Situation socio-politique / Geneviève Bro Grébé (ex-ministre, pro-Gbagbo) : « J'ai mal...»

  • 13/11/2018
  • Source : Linter
Geneviève Bro Grébé signe son retour sur la scène politique après plusieurs années de silence dû à la crise post-électorale. Dans cette interview, l'ex-présidente des femmes patriotes parle de son nouveau combat avec le Mouvement citoyen pour une nouvelle Côte d'Ivoire (Mcnci) dont l'objectif est de contribuer à la réconciliation entre les Ivoiriens. L'ancienne ministre des Sports aborde également des questions d'actualité telles que la réforme de la Cei, la mort d'Abou Drahamane Sangaré, la crise au Fpi, la gestion du pouvoir Ouattara…

Ancienne ministre des Sports et des Loisirs et ex-présidente des femmes patriotes de Côte d'Ivoire, vous avez décidé de lancer le Mouvement citoyen pour une nouvelle Côte d'Ivoire (Mcnci). A quoi répond cette initiative ?

C’est une initiative qui répond à l’appel des Ivoiriens qui aspirent à la paix. Les Ivoiriens ont trop souffert des turbulences qui ont abouti à la guerre. Les gens ont souffert de la perte des êtres humains, des êtres chers, de biens matériels et de l'absence de cohésion sociale. Avec ce que nous avons vu récemment lors des élections municipales et régionales, les Ivoiriens ont peur. Ils ont besoin d’être apaisés et rassurés. Et nous, nous pensons répondre à leur appel en essayant d’apaiser les cœurs. Nous le faisons parce que nous avons souffert des affres de cette guerre, nous avons tout perdu. Nous avons perdu même notre dignité. Nous avons été en prison. Nous avons été battus. Nous disons qu'il faut aller de l'avant. Nous ne pouvons pas continuer à alimenter la haine. Donc, on rentre en soi en se disant, faut-il continuer dans la belligérance, dans la haine ? Nous disons non. Si on veut vivre, il faut pardonner. Il faut pouvoir parler aux autres pour demander à tout le monde d'arrêter les dégâts. Il y a eu la guerre, il faut pouvoir se parler pour aller à la paix dans l’intérêt de notre pays. Le pardon est une force de résurrection. Le pardon est divin. Aujourd'hui, nous qui avons beaucoup souffert, voulons pardonner pour aller de l'avant.

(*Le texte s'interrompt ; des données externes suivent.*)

//! Generation step: one job, one reference image, one result URL.

use crate::backend::JobBackend;
use crate::error::Result;
use crate::job::{submit_and_poll, PollConfig, PollUpdate};
use crate::types::{GenerationResult, JobInput, Resolution};
use crate::PipelineError;
use serde_json::Value;
use tracing::info;

/// Output keys that may carry the result URL, in priority order.
const RESULT_URL_KEYS: [&str; 2] = ["result", "image_url"];

/// Run a generation job for `prompt` grounded on `reference_url`.
///
/// The reference is passed by URL; the job service downloads it itself.
pub async fn generate_image<F>(
    backend: &dyn JobBackend,
    prompt: &str,
    reference_url: &str,
    resolution: Resolution,
    poll: PollConfig,
    on_poll: F,
) -> Result<GenerationResult>
where
    F: FnMut(PollUpdate, u32) + Send,
{
    let input = JobInput::new(prompt, reference_url).with_resolution(resolution);
    let record = submit_and_poll(backend, &input, poll, on_poll).await?;
    let result = read_output(backend.name(), record.output.as_ref())?;
    info!(url = %result.image_url, cost = ?result.cost, "Generation finished");
    Ok(result)
}

/// Pull the result URL and optional cost out of a completed job's output.
pub fn read_output(service: &'static str, output: Option<&Value>) -> Result<GenerationResult> {
    let image_url = output.and_then(|out| {
        RESULT_URL_KEYS
            .iter()
            .filter_map(|key| out.get(*key).and_then(Value::as_str))
            .find(|url| !url.is_empty())
    });

    match image_url {
        Some(url) => Ok(GenerationResult {
            image_url: url.to_string(),
            cost: output.and_then(|out| out.get("cost")).and_then(Value::as_f64),
        }),
        None => Err(PipelineError::MissingOutput {
            service,
            output: output.map(Value::to_string).unwrap_or_else(|| "null".to_string()),
        }),
    }
}
use crate::error::Result;
use crate::PipelineError;
use serde::{Deserialize, Serialize};
use serde_json::Value;
use std::fmt;

/// Default job endpoint when neither the request nor the settings name one.
pub const DEFAULT_ENDPOINT_ID: &str = "nano-banana-pro-edit";

/// Bounds on the prompt length, in characters.
pub const PROMPT_MIN_CHARS: usize = 3;
pub const PROMPT_MAX_CHARS: usize = 1000;

/// Bounds on the number of search results requested.
pub const MAX_SEARCH_RESULTS_LIMIT: u8 = 10;
pub const DEFAULT_MAX_SEARCH_RESULTS: u8 = 5;

/// A request to generate one reference-grounded image.
///
/// Deserializes from the camelCase JSON accepted at the HTTP boundary.
/// Call [`validate`](Self::validate) (or use [`from_json`](Self::from_json))
/// before handing it to a pipeline.
#[derive(Debug, Clone, Serialize, Deserialize)]
#[serde(rename_all = "camelCase")]
pub struct GenerateRequest {
    /// Free-text image prompt (3-1000 characters).
    pub prompt: String,

    /// Per-call override for the text-completion key.
    #[serde(default, skip_serializing_if = "Option::is_none")]
    pub gemini_api_key: Option<String>,

    /// Per-call override for the image-search key.
    #[serde(default, skip_serializing_if = "Option::is_none")]
    pub serper_api_key: Option<String>,

    /// Per-call override for the job-service key.
    #[serde(default, skip_serializing_if = "Option::is_none")]
    pub runpod_api_key: Option<String>,

    /// Job endpoint identifier. `None` means "use the configured default".
    #[serde(default, skip_serializing_if = "Option::is_none")]
    pub runpod_endpoint_id: Option<String>,

    #[serde(default)]
    pub options: GenerateOptions,
}

impl GenerateRequest {
    pub fn new(prompt: impl Into<String>) -> Self {
        Self {
            prompt: prompt.into(),
            gemini_api_key: None,
            serper_api_key: None,
            runpod_api_key: None,
            runpod_endpoint_id: None,
            options: GenerateOptions::default(),
        }
    }

    pub fn with_resolution(mut self, resolution: Resolution) -> Self {
        self.options.resolution = resolution;
        self
    }

    pub fn with_max_search_results(mut self, max: u8) -> Self {
        self.options.max_search_results = max;
        self
    }

    pub fn with_endpoint_id(mut self, endpoint_id: impl Into<String>) -> Self {
        self.runpod_endpoint_id = Some(endpoint_id.into());
        self
    }

    /// Parse a JSON request body and validate it.
    pub fn from_json(body: &str) -> Result<Self> {
        let request: GenerateRequest = serde_json::from_str(body)
            .map_err(|e| PipelineError::Validation(format!("malformed request body: {}", e)))?;
        request.validate()?;
        Ok(request)
    }

    /// Check every field constraint. No remote call happens before this passes.
    pub fn validate(&self) -> Result<()> {
        let chars = self.prompt.chars().count();
        if chars < PROMPT_MIN_CHARS {
            return Err(PipelineError::Validation(format!(
                "prompt must be at least {} characters",
                PROMPT_MIN_CHARS
            )));
        }
        if chars > PROMPT_MAX_CHARS {
            return Err(PipelineError::Validation(format!(
                "prompt must be at most {} characters",
                PROMPT_MAX_CHARS
            )));
        }

        let max = self.options.max_search_results;
        if !(1..=MAX_SEARCH_RESULTS_LIMIT).contains(&max) {
            return Err(PipelineError::Validation(format!(
                "maxSearchResults must be between 1 and {}, got {}",
                MAX_SEARCH_RESULTS_LIMIT, max
            )));
        }

        for (field, value) in [
            ("geminiApiKey", &self.gemini_api_key),
            ("serperApiKey", &self.serper_api_key),
            ("runpodApiKey", &self.runpod_api_key),
        ] {
            if value.as_deref().is_some_and(str::is_empty) {
                return Err(PipelineError::Validation(format!(
                    "{} must not be empty when provided",
                    field
                )));
            }
        }

        Ok(())
    }
}

/// Tunables carried on a [`GenerateRequest`].
#[derive(Debug, Clone, Copy, PartialEq, Eq, Serialize, Deserialize)]
#[serde(rename_all = "camelCase", default)]
pub struct GenerateOptions {
    pub resolution: Resolution,
    /// How many search candidates to request (1-10).
    pub max_search_results: u8,
}

impl Default for GenerateOptions {
    fn default() -> Self {
        Self {
            resolution: Resolution::default(),
            max_search_results: DEFAULT_MAX_SEARCH_RESULTS,
        }
    }
}

/// Output resolution tier of the generated image.
#[derive(Debug, Clone, Copy, Default, PartialEq, Eq, Hash, Serialize, Deserialize)]
pub enum Resolution {
    #[default]
    #[serde(rename = "1k")]
    OneK,
    #[serde(rename = "2k")]
    TwoK,
    #[serde(rename = "4k")]
    FourK,
}

impl Resolution {
    pub fn as_str(&self) -> &'static str {
        match self {
            Resolution::OneK => "1k",
            Resolution::TwoK => "2k",
            Resolution::FourK => "4k",
        }
    }
}

impl fmt::Display for Resolution {
    fn fmt(&self, f: &mut fmt::Formatter<'_>) -> fmt::Result {
        f.write_str(self.as_str())
    }
}

/// One image returned by the search service, in the service's rank order.
#[derive(Debug, Clone, Default, PartialEq, Eq, Serialize, Deserialize)]
#[serde(rename_all = "camelCase")]
pub struct ImageSearchResult {
    pub title: String,
    pub image_url: String,
    /// Page the image was found on.
    pub link: String,
}

/// What the query extractor derived from a prompt.
#[derive(Debug, Clone, PartialEq, Eq, Serialize, Deserialize)]
#[serde(rename_all = "camelCase")]
pub struct ExtractedQuery {
    /// Narrowed, style-free query for the image search.
    pub search_query: String,
    /// Generic visual category used only for match verification.
    pub subject_type: String,
}

/// A downloaded candidate image, base64-encoded for inline submission.
#[derive(Debug, Clone, PartialEq, Eq)]
pub struct FetchedImage {
    pub data: String,
    pub mime_type: String,
}

/// The one candidate confirmed to depict the subject.
#[derive(Debug, Clone, PartialEq, Eq)]
pub struct VerifiedImage {
    pub image_url: String,
    /// Base64 image bytes.
    pub data: String,
    pub mime_type: String,
}

/// Remote job status.
///
/// Statuses the service may add later deserialize as [`JobStatus::Unknown`]
/// and are polled through like the in-flight ones.
#[derive(Debug, Clone, Copy, PartialEq, Eq, Hash, Serialize, Deserialize)]
#[serde(rename_all = "SCREAMING_SNAKE_CASE")]
pub enum JobStatus {
    InQueue,
    InProgress,
    Completed,
    Failed,
    Cancelled,
    #[serde(other)]
    Unknown,
}

impl JobStatus {
    /// COMPLETED, FAILED and CANCELLED end polling.
    pub fn is_terminal(&self) -> bool {
        matches!(
            self,
            JobStatus::Completed | JobStatus::Failed | JobStatus::Cancelled
        )
    }

    pub fn as_str(&self) -> &'static str {
        match self {
            JobStatus::InQueue => "IN_QUEUE",
            JobStatus::InProgress => "IN_PROGRESS",
            JobStatus::Completed => "COMPLETED",
            JobStatus::Failed => "FAILED",
            JobStatus::Cancelled => "CANCELLED",
            JobStatus::Unknown => "UNKNOWN",
        }
    }
}

impl fmt::Display for JobStatus {
    fn fmt(&self, f: &mut fmt::Formatter<'_>) -> fmt::Result {
        f.write_str(self.as_str())
    }
}

/// A job as last seen by a status read.
#[derive(Debug, Clone, PartialEq, Serialize, Deserialize)]
pub struct JobRecord {
    #[serde(default)]
    pub id: String,
    pub status: JobStatus,
    /// Present once the job is COMPLETED.
    #[serde(default)]
    pub output: Option<Value>,
    /// Present when the job FAILED; a string or a structured object.
    #[serde(default)]
    pub error: Option<Value>,
}

impl JobRecord {
    /// The remote failure detail as text, whatever its shape.
    pub fn error_detail(&self) -> Option<String> {
        self.error.as_ref().map(|e| match e.as_str() {
            Some(text) => text.to_string(),
            None => e.to_string(),
        })
    }
}

/// Input of a generation job.
#[derive(Debug, Clone, PartialEq, Serialize)]
pub struct JobInput {
    pub prompt: String,
    /// Reference image URLs.
    pub images: Vec<String>,
    pub resolution: Resolution,
    pub output_format: String,
    pub enable_base64_output: bool,
}

impl JobInput {
    /// A JPEG job referencing one image by URL.
    pub fn new(prompt: impl Into<String>, reference_url: impl Into<String>) -> Self {
        Self {
            prompt: prompt.into(),
            images: vec![reference_url.into()],
            resolution: Resolution::default(),
            output_format: "jpeg".to_string(),
            enable_base64_output: false,
        }
    }

    pub fn with_resolution(mut self, resolution: Resolution) -> Self {
        self.resolution = resolution;
        self
    }
}

/// Final output of a pipeline run.
#[derive(Debug, Clone, PartialEq, Serialize, Deserialize)]
#[serde(rename_all = "camelCase")]
pub struct GenerationResult {
    pub image_url: String,
    #[serde(default, skip_serializing_if = "Option::is_none")]
    pub cost: Option<f64>,
}
//! Leaf types used across the workspace.

pub mod code;
pub mod minor_unit;

pub use code::CurrencyCode;
pub use minor_unit::MinorUnit;

/// The generic currency sign, used when a currency has no symbol of its own.
pub const GENERIC_CURRENCY_SIGN: &str = "¤";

Quand est-ce qu'est né votre mouvement ?

Le mouvement est né il n'y a pas longtemps, avec des personnes de bonne volonté, femmes patriotes et des amis du Mouvement ivoirien pour la défense des institutions (Midi) qui a longtemps travaillé pour le changement de mentalités en Côte d'Ivoire. Nous sommes convaincus que ces crises à répétition sont arrivées parce que nous tous avons adopté de mauvais comportements. Il faut les changer. On ne pourra pas faire la réconciliation sans changement de mentalités. Notre objectif, c'est de contribuer à la réconciliation et, de faire en même temps, la promotion d’un citoyen nouveau.

La réconciliation n'est-elle pas effective en Côte d'Ivoire huit ans après la crise post-électorale ?

Non ! Il y a eu beaucoup d’initiatives qui ont été créées, notamment celle du gouvernement à travers la Commission dialogue vérité et réconciliation (Cdvr). Est-ce que les Ivoiriens connaissent le contenu de son rapport ? Est-ce que les dédommagements ont été faits ? Est-ce qu'il y a eu réparations ? Qu'est-ce qui a été fait après ? Nous avons tout perdu. Personnellement, nous n'avons pas été dédommagé. Et, c'est le cas de plusieurs personnes.

Alors, qu'est-ce qu'il faut pour une vraie réconciliation ?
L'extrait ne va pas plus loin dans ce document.